Continued from this post.

The second poem I’d like to post is Marvell’s ‘The Garden’, which is probably more well known than ‘Clorinda & Damon’. Marvell wrote it while living at Appleton House (the subject of its own poem), the estate of the Commander-in-Chief of Cromwell’s armies, Lord Fairfax, tutoring the latter’s daughter. This fact causes Tillyard to note that Marvell should not be too closely associated with the Parliamentarians, for despite his support of their cause and his admiring poems on Cromwell, Fairfax was retired at Appleton at this time because ‘he could not longer co-operate with Cromwell’. In Tillyard’s words, ‘Marvell was anything but a mere partisan even though he took part in practical politics.’ [1] Here is the text:

‘The Garden’

How vainly men themselves amaze
To win the palm, the oak, or bays; [2]
And their uncessant labors see
Crowned from some single herb or tree:
Whose short and narrow vergèd shade
Does prudently their toils upbraid;
While all flowers and all trees do close
To weave the garlands of repose.

Fair Quiet, have I found thee here,
And Innocence, thy sister dear!
Mistaken long, I sought you then
In busy companies of men.
Your sacred plants, if here below,
Only among the plants will grow.
Society is all but rude,
To this delicious solitude.

No white nor red was ever seen
So am’rous as this lovely green. [3]
Fond lovers, cruel as their flame,
Cut in these trees their mistress’ name.
Little, alas, they know, or heed,
How far these beauties hers exceed!
Fair Trees! wheres’e’er your barks I wound,
No names shall but your own be found.

When we have run our passion’s heat,
Love hither makes his best retreat:
The gods who mortal beauty chase,
Still in a tree did end their race.
Apollo hunted Daphne so,
Only that she might laurel grow,
And Pan did after Syrinx speed,
Not as a nymph, but for a reed.

What wondrous life is this I lead!
Ripe apples drop about my head;
The luscious clusters of the vine
Upon my mouth do crush their wine;
The nectarine and curious peach
Into my hands themselves do reach;
Stumbling on melons as I pass,
Insnared with flowers, I fall on grass.

Meanwhile the mind, from pleasure less,
Withdraws into its happiness:
The mind, that ocean where each kind
Does straight its own resemblance find;
Yet it creates, transcending these,
Far other worlds, and other seas;
Annihilating all that’s made
To a green thought in a green shade.

Here at the fountain’s sliding foot,
Or at some fruit-tree’s mossy root,
Casting the body’s vest aside,
My soul into the boughs does glide:
There like a bird it sits and sings,
Then whets and combs its silver wings;
And, till prepared for longer flight,
Waves in its plumes the various light.

Such was that happy garden-state,
While man there walked without a mate:
After a place so pure and sweet,
What other help could yet be meet!
But ’twas beyond a mortal’s share
To wander solitary there:
Two paradises ’twere in one
To live in Paradise alone.

How well the skillful gard’ner drew
Of flowers and herbs this dial new;
Where from above the milder sun
Does through a fragrant zodiac run;
And, as it works, th’ industrious bee
Computes its time as well as we.
How could such sweet and wholesome hours
Be reckoned but with herbs and flowers! [4]
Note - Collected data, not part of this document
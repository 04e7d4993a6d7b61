//! Adapter implementations of the poll ports.

pub mod memory;
pub mod postgres;
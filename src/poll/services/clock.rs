//! Clock pinned to a single instant.

use chrono::{DateTime, Local, Utc};
use mockable::Clock;

/// Clock that always reports the same instant.
///
/// Useful for replaying poll operations at a known time, such as rendering
/// the listing as it looked at a past moment.
#[derive(Debug, Clone, Copy, PartialEq, Eq)]
pub struct FixedClock(DateTime<Utc>);

impl FixedClock {
    /// Creates a clock reporting `instant`.
    #[must_use]
    pub const fn new(instant: DateTime<Utc>) -> Self {
        Self(instant)
    }
}

impl Clock for FixedClock {
    fn local(&self) -> DateTime<Local> {
        self.0.with_timezone(&Local)
    }

    fn utc(&self) -> DateTime<Utc> {
        self.0
    }
}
White et al comment on ‘The Garden’ and Marvell’s ‘garden poems’ generally, at some length in their brief introduction to him:

. . . The vivid immediate experience of these poems, as fresh as one of Montaigne’s explorations of himself, is set in a deep context not only moral and religious, but philosophical. Garden literature in his day [5] had roots in the Stoic-Epicurean retirement from the ambition, passion, and selfishness of the world, by the nourishment of sentimental melancholy. The French libertine poets were being read in Fairfax’s circle. In deep contrast to their view of the garden, and in profound difference of temper from the first, was a Christian devotional tradition which had from early times transformed the celebration of spring into a symbol of Easter and the Resurrection, and which read the immediately sensed beauty of nature as a book of the creatures, awaking thought and contemplation to the goodness and beauty of God. This view was closely associated with the allegorical interpretation of ‘The Song of Songs’ as an expression of the love of God and the soul. One of its most characteristic symbols was that of the soul in contemplation as a ‘hortus conclusus’ or enclosed garden. . . . [6]
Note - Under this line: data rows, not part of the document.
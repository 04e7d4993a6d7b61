//! Question aggregate root.

use super::{
    Choice, ChoiceId, ChoiceText, QuestionId, QuestionText, is_published, is_recently_published,
};
use chrono::{DateTime, Utc};
use serde::{Deserialize, Serialize};

/// Poll prompt with a publish timestamp and the choices it owns.
#[derive(Debug, Clone, PartialEq, Eq, Serialize, Deserialize)]
pub struct Question {
    id: QuestionId,
    text: QuestionText,
    pub_date: DateTime<Utc>,
    choices: Vec<Choice>,
}

/// Parameter object for reconstructing a persisted question aggregate.
#[derive(Debug, Clone, PartialEq, Eq)]
pub struct PersistedQuestionData {
    /// Persisted question identifier.
    pub id: QuestionId,
    /// Persisted prompt.
    pub text: QuestionText,
    /// Persisted publish timestamp.
    pub pub_date: DateTime<Utc>,
    /// Persisted choices in creation order.
    pub choices: Vec<Choice>,
}

impl Question {
    /// Creates a question with no choices.
    #[must_use]
    pub fn new(text: QuestionText, pub_date: DateTime<Utc>) -> Self {
        Self {
            id: QuestionId::new(),
            text,
            pub_date,
            choices: Vec::new(),
        }
    }

    /// Reconstructs a question from persisted storage.
    #[must_use]
    pub fn from_persisted(data: PersistedQuestionData) -> Self {
        Self {
            id: data.id,
            text: data.text,
            pub_date: data.pub_date,
            choices: data.choices,
        }
    }

    /// Returns the question identifier.
    #[must_use]
    pub const fn id(&self) -> QuestionId {
        self.id
    }

    /// Returns the question text.
    #[must_use]
    pub const fn text(&self) -> &QuestionText {
        &self.text
    }

    /// Returns the publish timestamp.
    #[must_use]
    pub const fn pub_date(&self) -> DateTime<Utc> {
        self.pub_date
    }

    /// Returns the choices in creation order.
    #[must_use]
    pub fn choices(&self) -> &[Choice] {
        &self.choices
    }

    /// Returns the choice with the given identifier, if it belongs to this
    /// question.
    #[must_use]
    pub fn choice(&self, id: ChoiceId) -> Option<&Choice> {
        self.choices.iter().find(|choice| choice.id() == id)
    }

    /// Returns whether the question has at least one choice.
    #[must_use]
    pub fn has_choices(&self) -> bool {
        !self.choices.is_empty()
    }

    /// Returns the sum of votes across all choices.
    #[must_use]
    pub fn total_votes(&self) -> u64 {
        self.choices
            .iter()
            .map(|choice| u64::from(choice.votes()))
            .sum()
    }

    /// Returns whether the question is visible at `now`.
    #[must_use]
    pub fn is_published(&self, now: DateTime<Utc>) -> bool {
        is_published(self.pub_date, now)
    }

    /// Returns whether the question was published within the last day.
    #[must_use]
    pub fn was_published_recently(&self, now: DateTime<Utc>) -> bool {
        is_recently_published(self.pub_date, now)
    }

    /// Appends a new choice with no votes and returns a copy of it.
    pub fn add_choice(&mut self, text: ChoiceText) -> Choice {
        let choice = Choice::new(self.id, text);
        self.choices.push(choice.clone());
        choice
    }

    /// Appends an already constructed choice belonging to this question.
    pub(crate) fn push_choice(&mut self, choice: Choice) {
        self.choices.push(choice);
    }

    /// Replaces a stored choice with an updated copy.
    pub(crate) fn replace_choice(&mut self, updated: Choice) {
        if let Some(slot) = self
            .choices
            .iter_mut()
            .find(|choice| choice.id() == updated.id())
        {
            *slot = updated;
        }
    }
}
For Kermode too, the ‘sensed beauty of nature’ is not sufficient by itself to recommend the enclosure of the garden:

. . . [T]he garden provides more than a mirror of creation, since it also enables the mind to withdraw from sensibilia and produce its own fantasies, establishing worlds other than the visible. Thus begins a formal garden ecstasy; but there is still an element of antithesis carried over from the earlier wit: this ascending love is traditionally, in the familiar Platonic formula, contrasted with that which descends to mere sensual contact. The soul, ascended, is as it were between the worlds, like a bird on a bough; the figure was used by Spenser, also. It is poised between the white light of eternity and the varieties of color that light assumes in the creation. . . . [7]

Although his emphasis is less on the ancient tradition and more on the seventeenth and eighteenth centuries, E.M.W. Tillyard is very much in line with Kermode’s (and thus, Eliot’s) approach. Tillyard refers to ‘retirement from the busy world to a retreat, preferably in the country, from which to study the glories of God as revealed in nature and to contemplate the approach of death’ as one of the great myths of English literature. [8] Of Marvell’s ‘Garden’ he says that it is ‘a typical “retirement” poem, embodying the commonplaces of the kind: the futility of the crowd of the ambitious, the barren suffering of the lover, the innocence of the country retreat, its near recapture of the innocence of Paradise, and its virtue in promoting a state of spiritual exaltation.’ [9]

In his brief comments about the unusual spectacle of a retirement poem penned by a Parliamentarian, Tillyard mentions Marvell’s close friendship with ‘a poet very much on the opposite side’—Richard Lovelace. [10] Lovelace is the addressee of a poem which I won’t post in full, but from which I’d like to excerpt some lines to conclude this post. Here are the first sixteen lines of ‘To His Noble Friend, Mr Richard Lovelace, upon His Poems’:

Sir,
Our times are much degenerate from those
Which your sweet muse, which your fair fortune chose,
And as complexions alter with the climes,
Our wits have drawn th’ infection of our times.
That candid age no other way could tell
To be ingenious, but by speaking well.
Who best could praise, had then the greatest praise,
’Twas more esteemed to give, than wear the bays;
Modest ambition studied only then
To honor not herself, but worthy men.
These virtues now are banished out of town;
Our Civil Wars have lost the civic crown.
He highest builds, who with most art destroys,
And against others’ fame his own employs.
I see the envious caterpillar sit
On the fair blossom of each growing wit. [11]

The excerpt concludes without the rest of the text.